19/12/2025
Ela estava no meio de mais um dia cheio.
A mesa lotada, a agenda cronometrada, o celular vibrando sem descanso.
E, como sempre, ela seguia no automático porque aprendeu que o valor está em produzir.
Em entregar.
Em não parar.
Desde cedo, ensinaram que descanso é luxo, pausa é preguiça e respiração é perda de tempo.
Que quem vale mais… faz mais.
E ela acreditou.
Acreditou tanto que esqueceu de notar quando o próprio corpo começou a falar.
No meio daquela avalanche de tarefas, sentiu o peito apertar.
Os ombros duros.
A respiração quase inexistente.
Era o corpo dizendo uma verdade que ninguém valoriza, mas que é essencial:
ninguém funciona bem quando vive sob pressão por produtividade o tempo todo.
E ela, pela primeira vez em dias, parou.
Não para largar tudo, mas para existir.
Fechou os olhos, respirou fundo, deixou o ar entrar de verdade.

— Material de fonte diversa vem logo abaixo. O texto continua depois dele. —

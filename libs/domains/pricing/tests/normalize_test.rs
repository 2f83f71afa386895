//! Normalization tests for the Pricing domain
//!
//! These tests drive raw provider rows through the public normalizer:
//! - Mapping of native fields, units and enum spellings
//! - Re-serialization back to native keys
//! - Fail-closed rejection of unknown spellings
//! - Batch behaviour with mixed valid and invalid rows

use domain_pricing::*;
use serde_json::json;

fn aws_vm(instance: &str, price: &str, memory: &str, region: &str) -> RawRow {
    RawRow::new()
        .with("instanceType", instance)
        .with("vcpu", "4")
        .with("memory", memory)
        .with("processorArchitecture", "64-bit")
        .with("pricePerUnitUsd", price)
        .with("unit", "Hrs")
        .with("operatingSystem", "Linux")
        .with("regionCode", region)
        .with("tenancy", "Shared")
        .with("sku", "7W6DJ5C4Q9ZD4PJ7")
}

fn azure_vm(sku: &str, price: &str, product: &str) -> RawRow {
    RawRow::new()
        .with("armSkuName", sku)
        .with("vCPUs", "2")
        .with("memoryGB", "3.5")
        .with("cpuArchitectureType", "x64")
        .with("retailPrice", price)
        .with("unitOfMeasure", "1 Hour")
        .with("currencyCode", "USD")
        .with("armRegionName", "northeurope")
        .with("productName", product)
        .with("meterName", "D2 v2")
}

fn gcp_vm(machine: &str, units: &str, nanos: &str) -> RawRow {
    RawRow::new()
        .with("machineType", machine)
        .with("guestCpus", "8")
        .with("memoryMb", "30720")
        .with("architecture", "X86_64")
        .with("priceUnits", units)
        .with("priceNanos", nanos)
        .with("currencyCode", "USD")
        .with("region", "asia-southeast1")
        .with("skuId", "CF4E-A0C7-E3BF")
}

fn azure_blob(tier: &str, capacity: Option<&str>) -> RawRow {
    let row = RawRow::new()
        .with("productName", "General Block Blob v2")
        .with("skuName", format!("{tier} LRS"))
        .with("accessTier", tier)
        .with("armRegionName", "westus2")
        .with("readOperationsRetailPrice", "0.0004")
        .with("currencyCode", "USD");
    match capacity {
        Some(price) => row.with("capacityRetailPrice", price),
        None => row,
    }
}

fn assert_compute_round_trip(provider: CloudProvider, row: &RawRow) {
    let normalizer = Normalizer::new();
    let offer = normalizer.normalize_compute(provider, row).unwrap();
    let native = normalizer.compute_to_native(&offer);
    let again = normalizer.normalize_compute(provider, &native).unwrap();

    assert_eq!(again, offer, "{provider} row should round-trip: {native:?}");
    assert_eq!(again.hourly_usd.to_bits(), offer.hourly_usd.to_bits());
    assert_eq!(again.memory_gib.to_bits(), offer.memory_gib.to_bits());
}

#[test]
fn test_compute_rows_round_trip_through_native_keys() {
    let aws_cases = [
        ("0.192", "16 GiB"),
        ("0.0000001", "0.5 GiB"),
        ("13.338", "1,952 GiB"),
    ];
    for (price, memory) in aws_cases {
        let row = aws_vm("x2iedn.xlarge", price, memory, "eu-west-1");
        assert_compute_round_trip(CloudProvider::Aws, &row);
    }
    for price in ["0.146", "0.0021", "27.197"] {
        let row = azure_vm("Standard_D2_v2", price, "Virtual Machines Dv2 Series");
        assert_compute_round_trip(CloudProvider::Azure, &row);
    }
    for (units, nanos) in [("0", "134012000"), ("1", "5"), ("12", "999999999")] {
        assert_compute_round_trip(CloudProvider::Gcp, &gcp_vm("n2-standard-8", units, nanos));
    }

    let gpu_row = gcp_vm("a2-highgpu-1g", "3", "673385000")
        .with("acceleratorCount", "1")
        .with("acceleratorType", "nvidia-tesla-a100")
        .with("acceleratorMemoryGb", "40");
    assert_compute_round_trip(CloudProvider::Gcp, &gpu_row);

    let aws_gpu = aws_vm("g4dn.xlarge", "0.526", "16 GiB", "us-west-2-lax-1")
        .with("gpu", "1 x NVIDIA T4")
        .with("gpuMemory", "16 GiB");
    assert_compute_round_trip(CloudProvider::Aws, &aws_gpu);
}

#[test]
fn test_storage_rows_round_trip_through_native_keys() {
    let normalizer = Normalizer::new();
    let rows = [
        (CloudProvider::Azure, azure_blob("Cool", Some("0.01"))),
        (CloudProvider::Azure, azure_blob("Archive", None)),
        (
            CloudProvider::Gcp,
            RawRow::new()
                .with("serviceDisplayName", "Cloud Storage")
                .with("storageClass", "COLDLINE")
                .with("region", "nam4")
                .with("capacityUsd", "0.004")
                .with("classBOperationUsd", "0.0000005"),
        ),
        (
            CloudProvider::Aws,
            RawRow::new()
                .with("servicename", "Amazon Simple Storage Service")
                .with("volumeType", "Glacier Instant Retrieval")
                .with("storageClass", "Archive Instant Retrieval")
                .with("regionCode", "ap-southeast-2")
                .with("pricePerGbMonthUsd", "0.005")
                .with("flatFeeUsd", "0"),
        ),
    ];

    for (provider, row) in &rows {
        let offer = normalizer.normalize_storage(*provider, row).unwrap();
        let native = normalizer.storage_to_native(&offer);
        let again = normalizer.normalize_storage(*provider, &native).unwrap();
        assert_eq!(again, offer, "{provider} storage row should round-trip");
    }
}

#[test]
fn test_unmapped_fields_survive_in_details() {
    let row = aws_vm("m6i.xlarge", "0.192", "16 GiB", "us-east-1");
    let offer = Normalizer::new()
        .normalize_compute(CloudProvider::Aws, &row)
        .unwrap();
    assert_eq!(offer.details.len(), 2);
    assert_eq!(offer.details["tenancy"], json!("Shared"));
    assert_eq!(offer.details["sku"], json!("7W6DJ5C4Q9ZD4PJ7"));

    let native = Normalizer::new().compute_to_native(&offer);
    assert_eq!(native.get("tenancy"), Some("Shared"));
}

#[test]
fn test_unknown_access_tier_is_rejected_not_defaulted() {
    let err = Normalizer::new()
        .normalize_storage(CloudProvider::Azure, &azure_blob("Lukewarm", Some("0.02")))
        .unwrap_err();
    assert_eq!(err.field, "accessTier");
    assert_eq!(
        err.kind,
        ValidationKind::Unrecognized {
            value: "Lukewarm".to_string()
        }
    );
}

#[test]
fn test_missing_access_tier_is_rejected() {
    let mut row = azure_blob("Hot", Some("0.018"));
    row.remove("accessTier");
    let err = Normalizer::new()
        .normalize_storage(CloudProvider::Azure, &row)
        .unwrap_err();
    assert_eq!(err.field, "accessTier");
    assert_eq!(err.kind, ValidationKind::Missing);
}

#[test]
fn test_unknown_region_is_rejected() {
    let row = aws_vm("m5.large", "0.096", "8 GiB", "lunar-base-1");
    let err = Normalizer::new()
        .normalize_compute(CloudProvider::Aws, &row)
        .unwrap_err();
    assert_eq!(err.field, "regionCode");
}

#[test]
fn test_zones_resolve_through_parent_region() {
    let normalizer = Normalizer::new();
    for (zone, bucket) in [
        ("us-west-2-lax-1", RegionBucket::NorthAmerica),
        ("us-east-1-wl1-bos1", RegionBucket::NorthAmerica),
        ("ap-northeast-2-wl1-cjj1", RegionBucket::Asia),
    ] {
        let offer = normalizer
            .normalize_compute(CloudProvider::Aws, &aws_vm("t3.medium", "0.0416", "4 GiB", zone))
            .unwrap();
        assert_eq!(offer.region, bucket);
        assert_eq!(offer.provider_region, zone);
    }
}

#[test]
fn test_memory_units_convert_to_gib() {
    let normalizer = Normalizer::new();
    let nano = aws_vm("t4g.nano", "0.0042", "512 MiB", "us-east-1");
    let aws = normalizer
        .normalize_compute(CloudProvider::Aws, &nano)
        .unwrap();
    assert_eq!(aws.memory_gib, 0.5);

    let gcp = normalizer
        .normalize_compute(CloudProvider::Gcp, &gcp_vm("n1-standard-8", "0", "379998000"))
        .unwrap();
    assert_eq!(gcp.memory_gib, 30.0);

    let d2 = azure_vm("Standard_D2_v2", "0.146", "Virtual Machines");
    let azure = normalizer
        .normalize_compute(CloudProvider::Azure, &d2)
        .unwrap();
    assert_eq!(azure.memory_gib, 3.5);
}

#[test]
fn test_gpu_name_without_count_is_inconsistent() {
    let row = gcp_vm("n1-standard-8", "0", "379998000").with("acceleratorType", "nvidia-tesla-t4");
    let err = Normalizer::new()
        .normalize_compute(CloudProvider::Gcp, &row)
        .unwrap_err();
    assert_eq!(err.field, "acceleratorCount");
    assert!(matches!(err.kind, ValidationKind::Inconsistent { .. }));
}

#[test]
fn test_unrecognized_os_is_rejected() {
    let row = aws_vm("m5.large", "0.096", "8 GiB", "us-east-1").with("operatingSystem", "Plan 9");
    let err = Normalizer::new()
        .normalize_compute(CloudProvider::Aws, &row)
        .unwrap_err();
    assert_eq!(err.field, "operatingSystem");
}

#[test]
fn test_null_tokens_count_as_absent() {
    let row = aws_vm("m5.large", "0.096", "8 GiB", "us-east-1")
        .with("gpu", "N/A")
        .with("operatingSystem", "NA");
    let offer = Normalizer::new()
        .normalize_compute(CloudProvider::Aws, &row)
        .unwrap();
    assert_eq!(offer.gpu, None);
    assert_eq!(offer.os, OsFamily::Other);

    let err = Normalizer::new()
        .normalize_compute(CloudProvider::Aws, &row.with("pricePerUnitUsd", "null"))
        .unwrap_err();
    assert_eq!(err.field, "pricePerUnitUsd");
    assert_eq!(err.kind, ValidationKind::Missing);
}

#[test]
fn test_rows_from_json_objects() {
    let row = RawRow::from_json(&json!({
        "machineType": "e2-micro",
        "guestCpus": 2,
        "memoryMb": 1024,
        "priceUnits": "0",
        "priceNanos": 8376000,
        "region": "us-east1",
        "isSharedCpu": true
    }))
    .unwrap();
    let offer = Normalizer::new()
        .normalize_compute(CloudProvider::Gcp, &row)
        .unwrap();
    assert_eq!(offer.hourly_usd, 0.008376);
    assert_eq!(offer.details["isSharedCpu"], json!("true"));
}

#[test]
fn test_partition_reports_every_rejected_index() {
    let rows = vec![
        azure_blob("Hot", Some("0.018")),
        azure_blob("Lukewarm", Some("0.02")),
        azure_blob("Cold", Some("0.0036")),
        azure_blob("Cool", Some("-1")),
        azure_blob("Archive", None),
    ];
    let report = Normalizer::new().partition_storage_rows(CloudProvider::Azure, &rows);

    assert_eq!(report.accepted(), 3);
    assert_eq!(report.rejected_indices(), vec![1, 3]);
    assert_eq!(report.rejections[0].error.field, "accessTier");
    assert_eq!(report.rejections[1].error.field, "capacityRetailPrice");
}

#[test]
fn test_all_or_nothing_batch_stops_at_first_invalid_row() {
    let rows = vec![
        azure_blob("Hot", Some("0.018")),
        azure_blob("Cool", Some("0.01")),
        azure_blob("Lukewarm", Some("0.02")),
    ];
    let err = Normalizer::new()
        .normalize_storage_rows(CloudProvider::Azure, &rows)
        .unwrap_err();
    assert!(matches!(err, PricingError::Row { index: 2, .. }));
    assert_eq!(err.validation().map(|v| v.field.as_str()), Some("accessTier"));
}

E, naquele pequeno intervalo, algo ficou claro:
Produtividade não é medalha.
Não é identidade.
Não é prova de valor.
Ela percebeu que, por trás dessa cultura que glorif**a o fazer sem limite, existe um apagamento silencioso das necessidades humanas mais básicas.
Às vezes, a parte mais inteligente do seu dia não é correr mais rápido…
é fazer o que quase ninguém ensina, mas todo mundo precisa: parar, olhar o entorno e respirar fundo porque você vale mais do que aquilo que produz.
Vamos aproveitar essa pausa de final de ano para parar um pouco, desacelerar, aproveitar a natureza, estar próxima de pessoas queridas, nos curtir e “recarregar as baterias” com as pequenas coisas da vida.